A blog on embedded and real-time systems as well as on general computing issues

Setting up svn+ssh on Ubuntu Server and Tortoise SVN as client on Windows PC

  1. First you need to setup the basic ssh connectivity using e.g. putty and sshd. This is not the focus of this short report.
  2. On the Windows, use Pageant to cache the ssh key.

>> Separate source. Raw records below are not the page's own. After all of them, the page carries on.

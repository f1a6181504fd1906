//! Drawing-surface abstraction.
//!
//! Coordinates are in data space: column axes at `x` in `[0, 1]`, bands stacked downwards from
//! `y = 0`. Surfaces map that space onto their own output.

use crate::model::{HAlign, VAlign};

/// Outline drawn behind label text for legibility.
#[derive(Debug, Clone, PartialEq)]
pub struct Halo {
    pub color: String,
    pub width: f64,
}

impl Default for Halo {
    fn default() -> Self {
        Self {
            color: "#ffffff".to_string(),
            width: 3.0,
        }
    }
}

#[derive(Debug, Clone, PartialEq)]
pub struct TextAnnotation {
    pub x: f64,
    pub y: f64,
    pub text: String,
    pub h_align: HAlign,
    pub v_align: VAlign,
    pub halo: Option<Halo>,
}

pub trait Surface {
    /// Fills the region between `upper` and `lower`, both sampled at the shared `xs`.
    fn fill_between(&mut self, xs: &[f64], upper: &[f64], lower: &[f64], color: &str);

    fn text(&mut self, annotation: &TextAnnotation);

    fn hide_axes(&mut self);
}

impl<S: Surface + ?Sized> Surface for &mut S {
    fn fill_between(&mut self, xs: &[f64], upper: &[f64], lower: &[f64], color: &str) {
        (**self).fill_between(xs, upper, lower, color);
    }

    fn text(&mut self, annotation: &TextAnnotation) {
        (**self).text(annotation);
    }

    fn hide_axes(&mut self) {
        (**self).hide_axes();
    }
}

#[derive(Debug, Clone, PartialEq)]
pub enum SurfaceOp {
    FillBetween {
        xs: Vec<f64>,
        upper: Vec<f64>,
        lower: Vec<f64>,
        color: String,
    },
    Text(TextAnnotation),
    HideAxes,
}

/// Keeps every call in order; useful for inspecting what a draw produced.
#[derive(Debug, Clone, Default)]
pub struct RecordingSurface {
    pub ops: Vec<SurfaceOp>,
}

impl RecordingSurface {
    pub fn new() -> Self {
        Self::default()
    }

    pub fn fills(&self) -> impl Iterator<Item = (&[f64], &[f64], &[f64], &str)> {
        self.ops.iter().filter_map(|op| match op {
            SurfaceOp::FillBetween {
                xs,
                upper,
                lower,
                color,
            } => Some((xs.as_slice(), upper.as_slice(), lower.as_slice(), color.as_str())),
            _ => None,
        })
    }

    pub fn texts(&self) -> impl Iterator<Item = &TextAnnotation> {
        self.ops.iter().filter_map(|op| match op {
            SurfaceOp::Text(t) => Some(t),
            _ => None,
        })
    }

    pub fn axes_hidden(&self) -> bool {
        self.ops.iter().any(|op| matches!(op, SurfaceOp::HideAxes))
    }
}

impl Surface for RecordingSurface {
    fn fill_between(&mut self, xs: &[f64], upper: &[f64], lower: &[f64], color: &str) {
        self.ops.push(SurfaceOp::FillBetween {
            xs: xs.to_vec(),
            upper: upper.to_vec(),
            lower: lower.to_vec(),
            color: color.to_string(),
        });
    }

    fn text(&mut self, annotation: &TextAnnotation) {
        self.ops.push(SurfaceOp::Text(annotation.clone()));
    }

    fn hide_axes(&mut self) {
        self.ops.push(SurfaceOp::HideAxes);
    }
}
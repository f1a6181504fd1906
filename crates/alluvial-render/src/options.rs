use crate::ribbon::{DEFAULT_SAMPLES, DEFAULT_SMOOTHING, MAX_SAMPLES, RibbonStyle};
use crate::{Error, Result};
use alluvial_core::{AlluvialConfig, ColorSpec, OrderScope, Palette, PreferredOrder};
use serde_json::{Value, json};

pub const DEFAULT_MARGIN: f64 = 0.05;
pub const DEFAULT_LABEL_PAD: f64 = 0.02;

/// Everything one draw call needs besides the records and the surface.
#[derive(Debug, Clone)]
pub struct DrawOptions {
    /// Ordered column names; at least two.
    pub columns: Vec<String>,
    /// Vertical gap between neighbouring bands of a column.
    pub margin: f64,
    pub preferred_order: PreferredOrder,
    pub order_scope: OrderScope,
    pub color: ColorSpec,
    pub smoothing: f64,
    pub samples: usize,
    pub show_labels: bool,
    pub show_counts: bool,
    pub label_pad: f64,
}

impl DrawOptions {
    pub fn new<I, S>(columns: I) -> Self
    where
        I: IntoIterator<Item = S>,
        S: Into<String>,
    {
        Self {
            columns: columns.into_iter().map(Into::into).collect(),
            margin: DEFAULT_MARGIN,
            preferred_order: PreferredOrder::default(),
            order_scope: OrderScope::default(),
            color: ColorSpec::default(),
            smoothing: DEFAULT_SMOOTHING,
            samples: DEFAULT_SAMPLES,
            show_labels: true,
            show_counts: false,
            label_pad: DEFAULT_LABEL_PAD,
        }
    }

    pub fn with_margin(mut self, margin: f64) -> Self {
        self.margin = margin;
        self
    }

    pub fn with_preferred_order(mut self, preferred_order: PreferredOrder) -> Self {
        self.preferred_order = preferred_order;
        self
    }

    pub fn with_order_scope(mut self, order_scope: OrderScope) -> Self {
        self.order_scope = order_scope;
        self
    }

    pub fn with_color(mut self, color: ColorSpec) -> Self {
        self.color = color;
        self
    }

    pub fn with_smoothing(mut self, smoothing: f64) -> Self {
        self.smoothing = smoothing;
        self
    }

    pub fn with_samples(mut self, samples: usize) -> Self {
        self.samples = samples;
        self
    }

    pub fn with_labels(mut self, show_labels: bool) -> Self {
        self.show_labels = show_labels;
        self
    }

    pub fn with_counts(mut self, show_counts: bool) -> Self {
        self.show_counts = show_counts;
        self
    }

    pub fn with_label_pad(mut self, label_pad: f64) -> Self {
        self.label_pad = label_pad;
        self
    }

    /// Sample count is clamped to [`MAX_SAMPLES`].
    pub fn ribbon_style(&self) -> RibbonStyle {
        RibbonStyle {
            smoothing: self.smoothing,
            samples: self.samples.min(MAX_SAMPLES),
        }
    }

    pub fn from_config<I, S>(columns: I, config: &AlluvialConfig) -> Result<Self>
    where
        I: IntoIterator<Item = S>,
        S: Into<String>,
    {
        let mut options = Self::new(columns);
        options.apply_config(config)?;
        Ok(options)
    }

    /// Every option as config keys, so it can serve as the base a user config is merged over.
    ///
    /// `ColorSpec::ByFunction` has no JSON form and is left out, as is the default color.
    pub fn to_config(&self) -> AlluvialConfig {
        let mut config = AlluvialConfig::empty_object();
        config.set_value("layout.margin", json!(self.margin));
        config.set_value("layout.orderScope", json!(self.order_scope.as_str()));
        let preferred: Vec<[&str; 2]> = self
            .preferred_order
            .entries()
            .iter()
            .map(|(c, v)| [c.as_str(), v.as_str()])
            .collect();
        config.set_value("layout.preferredOrder", json!(preferred));
        config.set_value("ribbon.smoothing", json!(self.smoothing));
        config.set_value("ribbon.samples", json!(self.samples));
        config.set_value("labels.show", json!(self.show_labels));
        config.set_value("labels.showCounts", json!(self.show_counts));
        config.set_value("labels.pad", json!(self.label_pad));

        match &self.color {
            ColorSpec::Constant(c) => config.set_value("color.constant", json!(c)),
            ColorSpec::ByPalette { column, palette } => {
                let palette = match palette {
                    Palette::Named(name) => json!(name),
                    Palette::Colors(colors) => json!(colors),
                };
                config.set_value("color.palette", palette);
                if let Some(column) = column {
                    config.set_value("color.colorBy", json!(column));
                }
            }
            ColorSpec::Default | ColorSpec::ByFunction(_) => {}
        }
        config
    }

    /// Overrides fields present in `config`; absent keys keep their current values.
    ///
    /// Recognized keys: `layout.margin`, `layout.orderScope`, `layout.preferredOrder`,
    /// `ribbon.smoothing`, `ribbon.samples`, `labels.show`, `labels.showCounts`, `labels.pad`,
    /// `color.constant`, `color.palette`, `color.colorBy`.
    pub fn apply_config(&mut self, config: &AlluvialConfig) -> Result<()> {
        if let Some(v) = config.get_f64("layout.margin") {
            self.margin = v;
        }
        if let Some(raw) = config.get_str("layout.orderScope") {
            self.order_scope = OrderScope::parse(raw).ok_or_else(|| Error::InvalidConfig {
                path: "layout.orderScope".to_string(),
                message: format!("expected \"column\" or \"global\", got {raw:?}"),
            })?;
        }
        if let Some(v) = config.get_value("layout.preferredOrder") {
            self.preferred_order = parse_preferred_order(v);
        }
        if let Some(v) = config.get_f64("ribbon.smoothing") {
            self.smoothing = v;
        }
        if let Some(v) = config.get_usize("ribbon.samples") {
            if v > MAX_SAMPLES {
                return Err(Error::InvalidConfig {
                    path: "ribbon.samples".to_string(),
                    message: format!("at most {MAX_SAMPLES} samples per curve, got {v}"),
                });
            }
            self.samples = v;
        }
        if let Some(v) = config.get_bool("labels.show") {
            self.show_labels = v;
        }
        if let Some(v) = config.get_bool("labels.showCounts") {
            self.show_counts = v;
        }
        if let Some(v) = config.get_f64("labels.pad") {
            self.label_pad = v;
        }

        if let Some(c) = config.get_str("color.constant") {
            self.color = ColorSpec::constant(c);
        } else {
            let palette = match config.get_value("color.palette") {
                None => None,
                Some(Value::String(name)) => Some(Palette::Named(name.clone())),
                Some(Value::Array(_)) => config.get_str_list("color.palette").map(Palette::Colors),
                Some(other) => {
                    return Err(Error::InvalidConfig {
                        path: "color.palette".to_string(),
                        message: format!("expected a palette name or color list, got {other}"),
                    });
                }
            };
            let column = config.get_str("color.colorBy").map(str::to_string);
            if palette.is_some() || column.is_some() {
                self.color = ColorSpec::ByPalette {
                    column,
                    palette: palette.unwrap_or_default(),
                };
            }
        }
        Ok(())
    }
}

/// Accepts `[["column", "value"], ...]` or `[{"column": .., "value": ..}, ...]`; malformed
/// entries are skipped.
fn parse_preferred_order(value: &Value) -> PreferredOrder {
    let Some(items) = value.as_array() else {
        tracing::warn!("layout.preferredOrder is not an array; ignoring it");
        return PreferredOrder::default();
    };

    let mut order = PreferredOrder::new();
    for item in items {
        let pair = match item {
            Value::Array(pair) => match pair.as_slice() {
                [Value::String(c), Value::String(v)] => Some((c, v)),
                _ => None,
            },
            Value::Object(map) => match (map.get("column"), map.get("value")) {
                (Some(Value::String(c)), Some(Value::String(v))) => Some((c, v)),
                _ => None,
            },
            _ => None,
        };
        match pair {
            Some((c, v)) => order.push(c.as_str(), v.as_str()),
            None => tracing::debug!(entry = %item, "skipping malformed preferred-order entry"),
        }
    }
    order
}

#[cfg(test)]
mod tests {
    use super::*;
    use serde_json::json;

    #[test]
    fn preferred_order_accepts_pairs_and_objects() {
        let order = parse_preferred_order(&json!([
            ["a", "x"],
            {"column": "b", "value": "y"},
            ["broken"],
            42
        ]));
        assert_eq!(
            order.entries(),
            &[
                ("a".to_string(), "x".to_string()),
                ("b".to_string(), "y".to_string())
            ]
        );
    }
}
use alluvial_core::RankKey;
use alluvial_core::geom::{Point, point};
use serde::{Deserialize, Serialize};

#[derive(Debug, Clone, PartialEq, Serialize, Deserialize)]
pub struct Bounds {
    pub min_x: f64,
    pub min_y: f64,
    pub max_x: f64,
    pub max_y: f64,
}

impl Bounds {
    pub fn from_points(points: impl IntoIterator<Item = (f64, f64)>) -> Option<Self> {
        let mut it = points.into_iter();
        let (x0, y0) = it.next()?;
        let mut b = Self {
            min_x: x0,
            min_y: y0,
            max_x: x0,
            max_y: y0,
        };
        for (x, y) in it {
            b.include(x, y);
        }
        Some(b)
    }

    pub fn include(&mut self, x: f64, y: f64) {
        self.min_x = self.min_x.min(x);
        self.min_y = self.min_y.min(y);
        self.max_x = self.max_x.max(x);
        self.max_y = self.max_y.max(y);
    }

    pub fn width(&self) -> f64 {
        self.max_x - self.min_x
    }

    pub fn height(&self) -> f64 {
        self.max_y - self.min_y
    }
}

#[derive(Debug, Clone, Copy, PartialEq, Serialize, Deserialize)]
pub struct LayoutPoint {
    pub x: f64,
    pub y: f64,
}

impl LayoutPoint {
    pub fn to_point(self) -> Point {
        point(self.x, self.y)
    }
}

#[derive(Debug, Clone, Copy, PartialEq, Eq, Serialize, Deserialize)]
#[serde(rename_all = "lowercase")]
pub enum HAlign {
    Left,
    Center,
    Right,
}

#[derive(Debug, Clone, Copy, PartialEq, Eq, Serialize, Deserialize)]
#[serde(rename_all = "lowercase")]
pub enum VAlign {
    Top,
    Center,
    Bottom,
}

/// The vertical segment one `(column, value)` occupies on its column axis.
#[derive(Debug, Clone, Serialize, Deserialize)]
pub struct BandLayout {
    pub column: usize,
    pub column_name: String,
    pub value: String,
    pub x: f64,
    /// Top edge; bands grow downwards, so `top <= 0`.
    pub top: f64,
    pub height: f64,
    pub count: u64,
    /// Position within the column, 0 = topmost.
    pub position: usize,
    pub is_first: bool,
    pub is_last: bool,
}

impl BandLayout {
    pub fn bottom(&self) -> f64 {
        self.top - self.height
    }

    pub fn center_y(&self) -> f64 {
        self.top - self.height / 2.0
    }
}

/// One aggregated group drawn as a ribbon across every column.
#[derive(Debug, Clone, Serialize, Deserialize)]
pub struct FlowLayout {
    /// Draw order.
    pub index: usize,
    /// Index of the group in natural (lexicographic) order.
    pub group: usize,
    pub values: Vec<String>,
    pub count: u64,
    /// `count / total_count`.
    pub height: f64,
    /// Top edge of the ribbon at each column axis.
    pub anchors: Vec<LayoutPoint>,
    pub rank: RankKey,
    pub color: String,
}

#[derive(Debug, Clone, Copy, PartialEq, Eq, Serialize, Deserialize)]
#[serde(rename_all = "lowercase")]
pub enum LabelRole {
    /// Leftmost column; label sits left of the diagram.
    Leading,
    /// Rightmost column; label sits right of the diagram.
    Trailing,
    /// Topmost band of an interior column; label sits above the diagram.
    Top,
    /// Bottommost band of an interior column; label sits below the diagram.
    Bottom,
    Inline,
}

#[derive(Debug, Clone, Serialize, Deserialize)]
pub struct LabelLayout {
    pub column: usize,
    pub value: String,
    pub text: String,
    pub x: f64,
    pub y: f64,
    pub h_align: HAlign,
    pub v_align: VAlign,
    pub role: LabelRole,
}

#[derive(Debug, Clone, Serialize, Deserialize)]
pub struct AlluvialLayout {
    pub bounds: Option<Bounds>,
    pub columns: Vec<String>,
    pub total_count: u64,
    pub margin: f64,
    pub bands: Vec<BandLayout>,
    pub flows: Vec<FlowLayout>,
}

impl AlluvialLayout {
    pub fn bands_in_column(&self, column: usize) -> impl Iterator<Item = &BandLayout> {
        self.bands.iter().filter(move |b| b.column == column)
    }

    pub fn band(&self, column: usize, value: &str) -> Option<&BandLayout> {
        self.bands
            .iter()
            .find(|b| b.column == column && b.value == value)
    }
}
use crate::model::{AlluvialLayout, BandLayout, HAlign, LabelLayout, LabelRole, VAlign};
use crate::surface::{Halo, TextAnnotation};

pub fn label_text(band: &BandLayout, show_counts: bool) -> String {
    if show_counts {
        format!("{} ({})", band.value, band.count)
    } else {
        band.value.clone()
    }
}

/// One label per band.
///
/// Outer columns are labelled beside the diagram. Interior columns put their topmost value above
/// the diagram, their bottommost value below it, and everything else just right of the axis.
/// "Above" and "below" are relative to the whole diagram, not to the band's own column.
pub fn place_labels(layout: &AlluvialLayout, show_counts: bool, pad: f64) -> Vec<LabelLayout> {
    let last_column = layout.columns.len().saturating_sub(1);
    let (diagram_top, diagram_bottom) = layout
        .bounds
        .as_ref()
        .map_or((0.0, 0.0), |b| (b.max_y, b.min_y));

    layout
        .bands
        .iter()
        .map(|band| {
            let (role, x, y, h_align, v_align) = if band.column == 0 {
                (
                    LabelRole::Leading,
                    band.x - pad,
                    band.center_y(),
                    HAlign::Right,
                    VAlign::Center,
                )
            } else if band.column == last_column {
                (
                    LabelRole::Trailing,
                    band.x + pad,
                    band.center_y(),
                    HAlign::Left,
                    VAlign::Center,
                )
            } else if band.is_first {
                (
                    LabelRole::Top,
                    band.x,
                    diagram_top + pad,
                    HAlign::Center,
                    VAlign::Bottom,
                )
            } else if band.is_last {
                (
                    LabelRole::Bottom,
                    band.x,
                    diagram_bottom - pad,
                    HAlign::Center,
                    VAlign::Top,
                )
            } else {
                (
                    LabelRole::Inline,
                    band.x + pad,
                    band.center_y(),
                    HAlign::Left,
                    VAlign::Center,
                )
            };

            LabelLayout {
                column: band.column,
                value: band.value.clone(),
                text: label_text(band, show_counts),
                x,
                y,
                h_align,
                v_align,
                role,
            }
        })
        .collect()
}

impl LabelLayout {
    pub fn to_annotation(&self) -> TextAnnotation {
        TextAnnotation {
            x: self.x,
            y: self.y,
            text: self.text.clone(),
            h_align: self.h_align,
            v_align: self.v_align,
            halo: Some(Halo::default()),
        }
    }
}
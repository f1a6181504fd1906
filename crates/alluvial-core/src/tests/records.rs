use crate::*;
use serde_json::json;

#[test]
fn records_from_json_stringify_scalars() {
    let records = RecordSet::from_json(&json!([
        { "src": "A", "year": 2020, "flag": true },
        { "src": "B", "year": null }
    ]))
    .unwrap();

    assert_eq!(records.len(), 2);
    let first = &records.rows()[0];
    assert_eq!(first.get("year"), Some("2020"));
    assert_eq!(first.get("flag"), Some("true"));
    assert!(!records.rows()[1].contains("year"));
}

#[test]
fn records_from_json_rejects_non_tabular_input() {
    let err = RecordSet::from_json(&json!({ "src": "A" })).unwrap_err();
    assert!(matches!(err, Error::InvalidRecords { .. }));

    let err = RecordSet::from_json(&json!([["A", "X"]])).unwrap_err();
    assert!(matches!(err, Error::InvalidRecords { .. }));

    let err = RecordSet::from_json(&json!([{ "src": { "nested": 1 } }])).unwrap_err();
    assert!(matches!(err, Error::InvalidRecords { .. }));
}

#[test]
fn records_from_json_str_parses_text() {
    let records = RecordSet::from_json_str(r#"[{"src":"A","dst":"X"}]"#).unwrap();
    assert_eq!(records.rows()[0].get("dst"), Some("X"));
    assert!(RecordSet::from_json_str("[").is_err());
}

#[test]
fn record_iterates_in_insertion_order() {
    let record: Record = [("b", "2"), ("a", "1")].into_iter().collect();
    let pairs: Vec<(&str, &str)> = record.iter().collect();
    assert_eq!(pairs, vec![("b", "2"), ("a", "1")]);
}
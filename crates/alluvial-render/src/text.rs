use serde::{Deserialize, Serialize};

#[derive(Debug, Clone, Serialize, Deserialize)]
pub struct TextStyle {
    pub font_family: Option<String>,
    pub font_size: f64,
    pub font_weight: Option<String>,
}

impl Default for TextStyle {
    fn default() -> Self {
        Self {
            font_family: None,
            font_size: 12.0,
            font_weight: None,
        }
    }
}

#[derive(Debug, Clone, Copy, Serialize, Deserialize)]
pub struct TextMetrics {
    pub width: f64,
    pub height: f64,
    pub line_count: usize,
}

pub trait TextMeasurer {
    fn measure(&self, text: &str, style: &TextStyle) -> TextMetrics;
}

/// Font-free estimate: every char is `char_width_factor` em wide, every line
/// `line_height_factor` em tall. Zero factors fall back to 0.6 and 1.2.
#[derive(Debug, Clone, Default)]
pub struct DeterministicTextMeasurer {
    pub char_width_factor: f64,
    pub line_height_factor: f64,
}

impl TextMeasurer for DeterministicTextMeasurer {
    fn measure(&self, text: &str, style: &TextStyle) -> TextMetrics {
        let char_width_factor = if self.char_width_factor == 0.0 {
            0.6
        } else {
            self.char_width_factor
        };
        let line_height_factor = if self.line_height_factor == 0.0 {
            1.2
        } else {
            self.line_height_factor
        };

        let lines: Vec<&str> = text.split('\n').collect();
        let font_size = style.font_size.max(1.0);
        let max_chars = lines
            .iter()
            .map(|line| line.chars().count())
            .max()
            .unwrap_or(0);

        TextMetrics {
            width: max_chars as f64 * font_size * char_width_factor,
            height: lines.len() as f64 * font_size * line_height_factor,
            line_count: lines.len(),
        }
    }
}
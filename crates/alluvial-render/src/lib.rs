#![forbid(unsafe_code)]

//! Headless alluvial rendering.
//!
//! [`layout::layout_alluvial`] turns records into band and flow geometry, [`ribbon`] fills Bezier
//! ribbons through that geometry, and [`draw::draw`] emits everything onto a [`Surface`]. The
//! bundled [`svg::SvgSurface`] produces standalone SVG.

pub mod bezier;
pub mod draw;
pub mod label;
pub mod layout;
pub mod model;
pub mod options;
pub mod ribbon;
pub mod surface;
pub mod svg;
pub mod text;

pub use draw::{draw, draw_svg, render_layout};
pub use layout::{layout_aggregate, layout_alluvial};
pub use model::AlluvialLayout;
pub use options::DrawOptions;
pub use ribbon::{RibbonStyle, render_ribbon};
pub use surface::{RecordingSurface, Surface, SurfaceOp, TextAnnotation};
pub use svg::{SvgRenderOptions, SvgSurface};

#[derive(Debug, thiserror::Error)]
pub enum Error {
    #[error(transparent)]
    Core(#[from] alluvial_core::Error),

    #[error("ribbon thickness must be finite and non-negative, got {thickness}")]
    InvalidThickness { thickness: f64 },

    #[error("band margin must be finite and non-negative, got {margin}")]
    InvalidMargin { margin: f64 },

    #[error("invalid layout: {message}")]
    InvalidLayout { message: String },

    #[error("invalid config value at {path}: {message}")]
    InvalidConfig { path: String, message: String },
}

pub type Result<T> = std::result::Result<T, Error>;
pub type Result<T> = std::result::Result<T, Error>;

#[derive(Debug, thiserror::Error)]
pub enum Error {
    #[error("an alluvial diagram needs at least 2 columns, got {count}")]
    InvalidColumnCount { count: usize },

    #[error("records aggregate to a total count of zero")]
    EmptyInput,

    #[error("no color resolved for {column}={value}")]
    UnresolvedColorKey { column: String, value: String },

    #[error("unknown column: {column}")]
    UnknownColumn { column: String },

    #[error("unknown palette: {name}")]
    UnknownPalette { name: String },

    #[error("invalid records: {message}")]
    InvalidRecords { message: String },

    #[error("records JSON error: {0}")]
    Json(#[from] serde_json::Error),
}
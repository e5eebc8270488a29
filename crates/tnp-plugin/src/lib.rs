//! Thread Name Prefix plugin.
//!
//! Prefixes newly created support-thread channel names with a configurable
//! string, and optionally swaps that prefix for a different one while a
//! thread's scheduled closure is pending. The host loader constructs the
//! plugin via [`ThreadNamePrefix::engage`] and, when it gets an instance
//! back, registers it behind the `ThreadLifecycleHooks` port.

pub mod plugin;

pub use plugin::ThreadNamePrefix;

The target in the “Shortcut to Pageant” should be similar to:
    "C:\Program Files (x86)\PuTTY\pageant.exe" C:\path\private_sshkey
  3. Check again that you can now connect to the server without having to enter your password in the putty.
  4. Install subversion on the server using:
    apt-get install subversion
  5. Create the repositories in a location, let’s say /usr/local/svn.
  6. Make your first repository under svn, lets say proj1. Simply create a folder using mkdir.
  7. Now mark this folder as a repository using:
    svnadmin create /usr/local/svn/proj1
  8. Create a new group called subversion and add yourself and www-data to this group:
    groupadd subversion
    adduser youruid subversion
    adduser root subversion
    adduser www-data subversion
  9. Assign the owner rights of the repositories to the www-data user and the subversion group, as well as make all the subsequently added files belong to the subversion group.
    cd /usr/local/svn
    chown -R www-data:subversion proj1
    chmod -R g+rws proj1
  10. That completes the basic subversion setup. You can check the basic setup by checking-out the newly setup repo locally on the linux server by:
    svn co file:///usr/local/svn/proj1
  11. For the ssh setup, first open the /etc/subversion/config file and uncomment this line:
    ssh = $SVN_SSH ssh -q -o ControlMaster=no
  12. Now open the /usr/local/svn/proj1/conf/svnserve.conf file and make changes according to the following, where realm is whatever authentication realm you want to name it. The realm is not very important as long as you keep it same across different repos where you want to use the same authentication:
    anon-access = none
    auth-access = write
    realm = xxxx
  13. Now go to /etc/init.d and copy the skeleton file to svnserve file. Make appropriate changes in the beginning of  the svnserve file as follows:
    PATH=/sbin:/usr/sbin:/bin:/usr/bin
    DESC="Subversion Server"
    NAME=svnserve
    DAEMON=/usr/bin/$NAME
    DAEMON_ARGS="-d -r /usr/local/svn"
    PIDFILE=/var/run/$NAME.pid
    SCRIPTNAME=/etc/init.d/$NAME
  14. Set the execution bit by: chmod +x svnserve
  15. Now issue the following command to automatically start the svnserve at the bootup:
    update-rc.d svnserve defaults
  16. That is all for the settings on the server side. Start the svnserve using: /etc/init.d/svnserve start
  17. On the windows side, do the following:
    1. Start Pageant and enter the password.
    2. Open Tortoise SVN settings and ask it to use Plink as shown in the image below:
  18. Note that the -l parameter provides the username that should be used for the repository. The ssh key must belong to this user name.
  19. Now checkout the repository by providing the link in the following manner:
    svn+ssh://yourhost/usr/local/svn/proj1
    You must take care to provide the full path to the svn repository. This is because ssh is only tunneling the svn access which means it is similar to accessing it locally on the server itself. Other authentication methods like sasl, etc. allow accessing the repos in a simpler way like svn://yourhost/proj1 but this is not the case with ssh. There might be a way to achieve this also with ssh but I am not aware of it.
  20. That is it. Now you have a functional svn server which can be securely accessed through ssh from anywhere.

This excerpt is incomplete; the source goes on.